Available data: Begin

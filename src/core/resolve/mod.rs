//! Replacement resolution.
//!
//! Turns the replacement sites collected for a file into a
//! [`SubstitutionTable`] using a translation catalog:
//!
//! - singular calls get their text argument swapped for the translated
//!   literal, keeping the original quote character
//! - plural calls are rebuilt from the translated forms plus the original
//!   count argument
//! - sites without a catalog match map to themselves
//! - calls nested in another call's kept arguments are translated in place

pub mod literal;
pub mod table;

#[cfg(test)]
mod tests;

use std::cmp::Reverse;
use std::collections::HashSet;
use std::ops::Range;

use tracing::debug;

use crate::config::CalleeNames;
use crate::core::data::{Catalog, Msgstr, TranslationEntry};
use crate::core::extract::{CallShape, ReplacementSite, Replacements};
use crate::error::{Error, Result};

pub use literal::{QuoteStyle, quote_literal};
pub use table::{Substitution, SubstitutionTable};

#[derive(Debug, Clone, Default)]
pub struct ResolveOptions {
    /// Plural callees whose rewritten call takes a leading context slot,
    /// matched against the full callee text or its last member segment.
    pub context_prefixed_plurals: HashSet<String>,
}

impl ResolveOptions {
    pub fn from_callee_names(names: &CalleeNames) -> Self {
        Self {
            context_prefixed_plurals: names.npgettext.iter().cloned().collect(),
        }
    }

    fn is_context_prefixed(&self, callee: &str) -> bool {
        let callee: String = callee.chars().filter(|c| !c.is_whitespace()).collect();
        let last_segment = callee.rsplit('.').next().unwrap_or_default();
        self.context_prefixed_plurals.contains(&callee)
            || self.context_prefixed_plurals.contains(last_segment)
    }
}

/// Build the substitution table for `file_name`.
///
/// A site nested inside another site's call (for example a `gettext` call in
/// the count argument of `ngettext`) is resolved first, and its replacement
/// is carried into the text the outer call keeps.
///
/// Fails with [`Error::NothingCollected`] when no collection pass has run on
/// `replacements`.
pub fn resolve(
    replacements: &Replacements,
    file_name: &str,
    catalog: &Catalog,
    options: &ResolveOptions,
) -> Result<SubstitutionTable> {
    if !replacements.has_collected() {
        return Err(Error::NothingCollected);
    }

    let sites: Vec<&ReplacementSite> = replacements.for_file(file_name).collect();

    // Innermost first, so contained sites are resolved before their parents.
    let mut order: Vec<usize> = (0..sites.len()).collect();
    order.sort_by_key(|&i| sites[i].node.span.as_ref().map_or(0, |span| span.len()));

    let mut resolved: Vec<Option<String>> = vec![None; sites.len()];
    for &i in &order {
        let replacement = {
            let patches = inner_patches(&sites, &resolved, i);
            replacement_text(sites[i], catalog, options, &patches)
        };
        resolved[i] = Some(replacement);
    }

    let mut table = SubstitutionTable::new();
    for (site, replacement) in sites.into_iter().zip(resolved) {
        if site.node.span.is_none() {
            debug!(file = file_name, call = %site.node.text, "site has no span, falling back to text match");
        }
        let replacement = replacement.unwrap_or_else(|| site.node.text.clone());
        table.insert(site.node.text.clone(), replacement, site.node.span.clone());
    }
    Ok(table)
}

/// An already resolved site inside another site, relative to the outer
/// node's text.
struct Patch<'r> {
    range: Range<usize>,
    replacement: &'r str,
}

/// Resolved sites strictly inside site `outer`, outermost only.
fn inner_patches<'r>(
    sites: &[&ReplacementSite],
    resolved: &'r [Option<String>],
    outer: usize,
) -> Vec<Patch<'r>> {
    let Some(span) = &sites[outer].node.span else {
        return Vec::new();
    };

    let mut patches: Vec<Patch<'r>> = sites
        .iter()
        .zip(resolved)
        .filter_map(|(site, replacement)| {
            let inner = site.node.span.as_ref()?;
            let replacement = replacement.as_deref()?;
            let contained = span.start <= inner.start && inner.end <= span.end && inner != span;
            contained.then(|| Patch {
                range: inner.start - span.start..inner.end - span.start,
                replacement,
            })
        })
        .collect();

    patches.sort_by_key(|patch| (patch.range.start, Reverse(patch.range.end)));
    let mut outermost: Vec<Patch<'r>> = Vec::with_capacity(patches.len());
    for patch in patches {
        if outermost
            .last()
            .is_none_or(|last| patch.range.start >= last.range.end)
        {
            outermost.push(patch);
        }
    }
    outermost
}

/// `text[range]` with the patches lying inside `range` applied.
fn patched(text: &str, range: Range<usize>, patches: &[Patch<'_>]) -> Option<String> {
    let mut out = String::with_capacity(range.len());
    let mut cursor = range.start;
    for patch in patches {
        if patch.range.start < range.start || patch.range.end > range.end {
            continue;
        }
        out.push_str(text.get(cursor..patch.range.start)?);
        out.push_str(patch.replacement);
        cursor = patch.range.end;
    }
    out.push_str(text.get(cursor..range.end)?);
    Some(out)
}

fn replacement_text(
    site: &ReplacementSite,
    catalog: &Catalog,
    options: &ResolveOptions,
    patches: &[Patch<'_>],
) -> String {
    let original = &site.node.text;
    let (Some(call), Some(entry)) = (&site.node.call, catalog.get(&site.message.lookup_key()))
    else {
        return original.clone();
    };

    let replacement = if site.message.is_plural() {
        resolve_plural(original, call, entry, site.message.text_plural.as_deref(), options, patches)
    } else {
        let index = usize::from(site.message.context.is_some());
        resolve_singular(original, call, entry, index, patches)
    };
    replacement.unwrap_or_else(|| original.clone())
}

fn resolve_singular(
    original: &str,
    call: &CallShape,
    entry: &TranslationEntry,
    index: usize,
    patches: &[Patch<'_>],
) -> Option<String> {
    let argument = call.arguments.get(index)?;
    let translated = match entry.msgstr.singular() {
        "" => entry.msgid.as_str(),
        text => text,
    };
    let literal = quote_literal(translated, QuoteStyle::of(&argument.text));

    let mut replaced = String::with_capacity(original.len());
    replaced.push_str(&patched(original, 0..argument.range.start, patches)?);
    replaced.push_str(&literal);
    replaced.push_str(&patched(original, argument.range.end..original.len(), patches)?);
    Some(replaced)
}

fn resolve_plural(
    original: &str,
    call: &CallShape,
    entry: &TranslationEntry,
    text_plural: Option<&str>,
    options: &ResolveOptions,
    patches: &[Patch<'_>],
) -> Option<String> {
    let forms: Vec<&str> = match &entry.msgstr {
        Msgstr::Plural(forms) if forms.first().is_some_and(|first| !first.is_empty()) => {
            forms.iter().map(String::as_str).collect()
        }
        _ => {
            let plural = entry
                .msgid_plural
                .as_deref()
                .or(text_plural)
                .unwrap_or(&entry.msgid);
            vec![entry.msgid.as_str(), plural]
        }
    };

    let style = QuoteStyle::of(&call.arguments.first()?.text);
    let mut arguments = Vec::with_capacity(forms.len() + 2);
    if options.is_context_prefixed(&call.callee) {
        arguments.push(quote_literal("", style));
    }
    arguments.extend(forms.into_iter().map(|form| quote_literal(form, style)));
    if let Some(count) = call.arguments.last() {
        arguments.push(patched(original, count.range.clone(), patches)?);
    }

    Some(format!("{}({})", call.callee, arguments.join(",")))
}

Available data: End

### About this exercise
Every entry needs to be copied again, word for word.

### Answer for the task
filename src/core/resolve/mod.rs
//! Replacement resolution.
//!
//! Turns the replacement sites collected for a file into a
//! [`SubstitutionTable`] using a translation catalog:
//!
//! - singular calls get their text argument swapped for the translated
//!   literal, keeping the original quote character
//! - plural calls are rebuilt from the translated forms plus the original
//!   count argument
//! - sites without a catalog match map to themselves
//! - calls nested in another call's kept arguments are translated in place

pub mod literal;
pub mod table;

#[cfg(test)]
mod tests;

use std::cmp::Reverse;
use std::collections::HashSet;
use std::ops::Range;

use tracing::debug;

use crate::config::CalleeNames;
use crate::core::data::{Catalog, Msgstr, TranslationEntry};
use crate::core::extract::{CallShape, ReplacementSite, Replacements};
use crate::error::{Error, Result};

pub use literal::{QuoteStyle, quote_literal};
pub use table::{Substitution, SubstitutionTable};

#[derive(Debug, Clone, Default)]
pub struct ResolveOptions {
    /// Plural callees whose rewritten call takes a leading context slot,
    /// matched against the full callee text or its last member segment.
    pub context_prefixed_plurals: HashSet<String>,
}

impl ResolveOptions {
    pub fn from_callee_names(names: &CalleeNames) -> Self {
        Self {
            context_prefixed_plurals: names.npgettext.iter().cloned().collect(),
        }
    }

    fn is_context_prefixed(&self, callee: &str) -> bool {
        let callee: String = callee.chars().filter(|c| !c.is_whitespace()).collect();
        let last_segment = callee.rsplit('.').next().unwrap_or_default();
        self.context_prefixed_plurals.contains(&callee)
            || self.context_prefixed_plurals.contains(last_segment)
    }
}

/// Build the substitution table for `file_name`.
///
/// A site nested inside another site's call (for example a `gettext` call in
/// the count argument of `ngettext`) is resolved first, and its replacement
/// is carried into the text the outer call keeps.
///
/// Fails with [`Error::NothingCollected`] when no collection pass has run on
/// `replacements`.
pub fn resolve(
    replacements: &Replacements,
    file_name: &str,
    catalog: &Catalog,
    options: &ResolveOptions,
) -> Result<SubstitutionTable> {
    if !replacements.has_collected() {
        return Err(Error::NothingCollected);
    }

    let sites: Vec<&ReplacementSite> = replacements.for_file(file_name).collect();

    // Innermost first, so contained sites are resolved before their parents.
    let mut order: Vec<usize> = (0..sites.len()).collect();
    order.sort_by_key(|&i| sites[i].node.span.as_ref().map_or(0, |span| span.len()));

    let mut resolved: Vec<Option<String>> = vec![None; sites.len()];
    for &i in &order {
        let replacement = {
            let patches = inner_patches(&sites, &resolved, i);
            replacement_text(sites[i], catalog, options, &patches)
        };
        resolved[i] = Some(replacement);
    }

    let mut table = SubstitutionTable::new();
    for (site, replacement) in sites.into_iter().zip(resolved) {
        if site.node.span.is_none() {
            debug!(file = file_name, call = %site.node.text, "site has no span, falling back to text match");
        }
        let replacement = replacement.unwrap_or_else(|| site.node.text.clone());
        table.insert(site.node.text.clone(), replacement, site.node.span.clone());
    }
    Ok(table)
}

/// An already resolved site inside another site, relative to the outer
/// node's text.
struct Patch<'r> {
    range: Range<usize>,
    replacement: &'r str,
}

/// Resolved sites strictly inside site `outer`, outermost only.
fn inner_patches<'r>(
    sites: &[&ReplacementSite],
    resolved: &'r [Option<String>],
    outer: usize,
) -> Vec<Patch<'r>> {
    let Some(span) = &sites[outer].node.span else {
        return Vec::new();
    };

    let mut patches: Vec<Patch<'r>> = sites
        .iter()
        .zip(resolved)
        .filter_map(|(site, replacement)| {
            let inner = site.node.span.as_ref()?;
            let replacement = replacement.as_deref()?;
            let contained = span.start <= inner.start && inner.end <= span.end && inner != span;
            contained.then(|| Patch {
                range: inner.start - span.start..inner.end - span.start,
                replacement,
            })
        })
        .collect();

    patches.sort_by_key(|patch| (patch.range.start, Reverse(patch.range.end)));
    let mut outermost: Vec<Patch<'r>> = Vec::with_capacity(patches.len());
    for patch in patches {
        if outermost
            .last()
            .is_none_or(|last| patch.range.start >= last.range.end)
        {
            outermost.push(patch);
        }
    }
    outermost
}

/// `text[range]` with the patches lying inside `range` applied.
fn patched(text: &str, range: Range<usize>, patches: &[Patch<'_>]) -> Option<String> {
    let mut out = String::with_capacity(range.len());
    let mut cursor = range.start;
    for patch in patches {
        if patch.range.start < range.start || patch.range.end > range.end {
            continue;
        }
        out.push_str(text.get(cursor..patch.range.start)?);
        out.push_str(patch.replacement);
        cursor = patch.range.end;
    }
    out.push_str(text.get(cursor..range.end)?);
    Some(out)
}

fn replacement_text(
    site: &ReplacementSite,
    catalog: &Catalog,
    options: &ResolveOptions,
    patches: &[Patch<'_>],
) -> String {
    let original = &site.node.text;
    let (Some(call), Some(entry)) = (&site.node.call, catalog.get(&site.message.lookup_key()))
    else {
        return original.clone();
    };

    let replacement = if site.message.is_plural() {
        resolve_plural(original, call, entry, site.message.text_plural.as_deref(), options, patches)
    } else {
        let index = usize::from(site.message.context.is_some());
        resolve_singular(original, call, entry, index, patches)
    };
    replacement.unwrap_or_else(|| original.clone())
}

fn resolve_singular(
    original: &str,
    call: &CallShape,
    entry: &TranslationEntry,
    index: usize,
    patches: &[Patch<'_>],
) -> Option<String> {
    let argument = call.arguments.get(index)?;
    let translated = match entry.msgstr.singular() {
        "" => entry.msgid.as_str(),
        text => text,
    };
    let literal = quote_literal(translated, QuoteStyle::of(&argument.text));

    let mut replaced = String::with_capacity(original.len());
    replaced.push_str(&patched(original, 0..argument.range.start, patches)?);
    replaced.push_str(&literal);
    replaced.push_str(&patched(original, argument.range.end..original.len(), patches)?);
    Some(replaced)
}

fn resolve_plural(
    original: &str,
    call: &CallShape,
    entry: &TranslationEntry,
    text_plural: Option<&str>,
    options: &ResolveOptions,
    patches: &[Patch<'_>],
) -> Option<String> {
    let forms: Vec<&str> = match &entry.msgstr {
        Msgstr::Plural(forms) if forms.first().is_some_and(|first| !first.is_empty()) => {
            forms.iter().map(String::as_str).collect()
        }
        _ => {
            let plural = entry
                .msgid_plural
                .as_deref()
                .or(text_plural)
                .unwrap_or(&entry.msgid);
            vec![entry.msgid.as_str(), plural]
        }
    };

    let style = QuoteStyle::of(&call.arguments.first()?.text);
    let mut arguments = Vec::with_capacity(forms.len() + 2);
    if options.is_context_prefixed(&call.callee) {
        arguments.push(quote_literal("", style));
    }
    arguments.extend(forms.into_iter().map(|form| quote_literal(form, style)));
    if let Some(count) = call.arguments.last() {
        arguments.push(patched(original, count.range.clone(), patches)?);
    }

    Some(format!("{}({})", call.callee, arguments.join(",")))
}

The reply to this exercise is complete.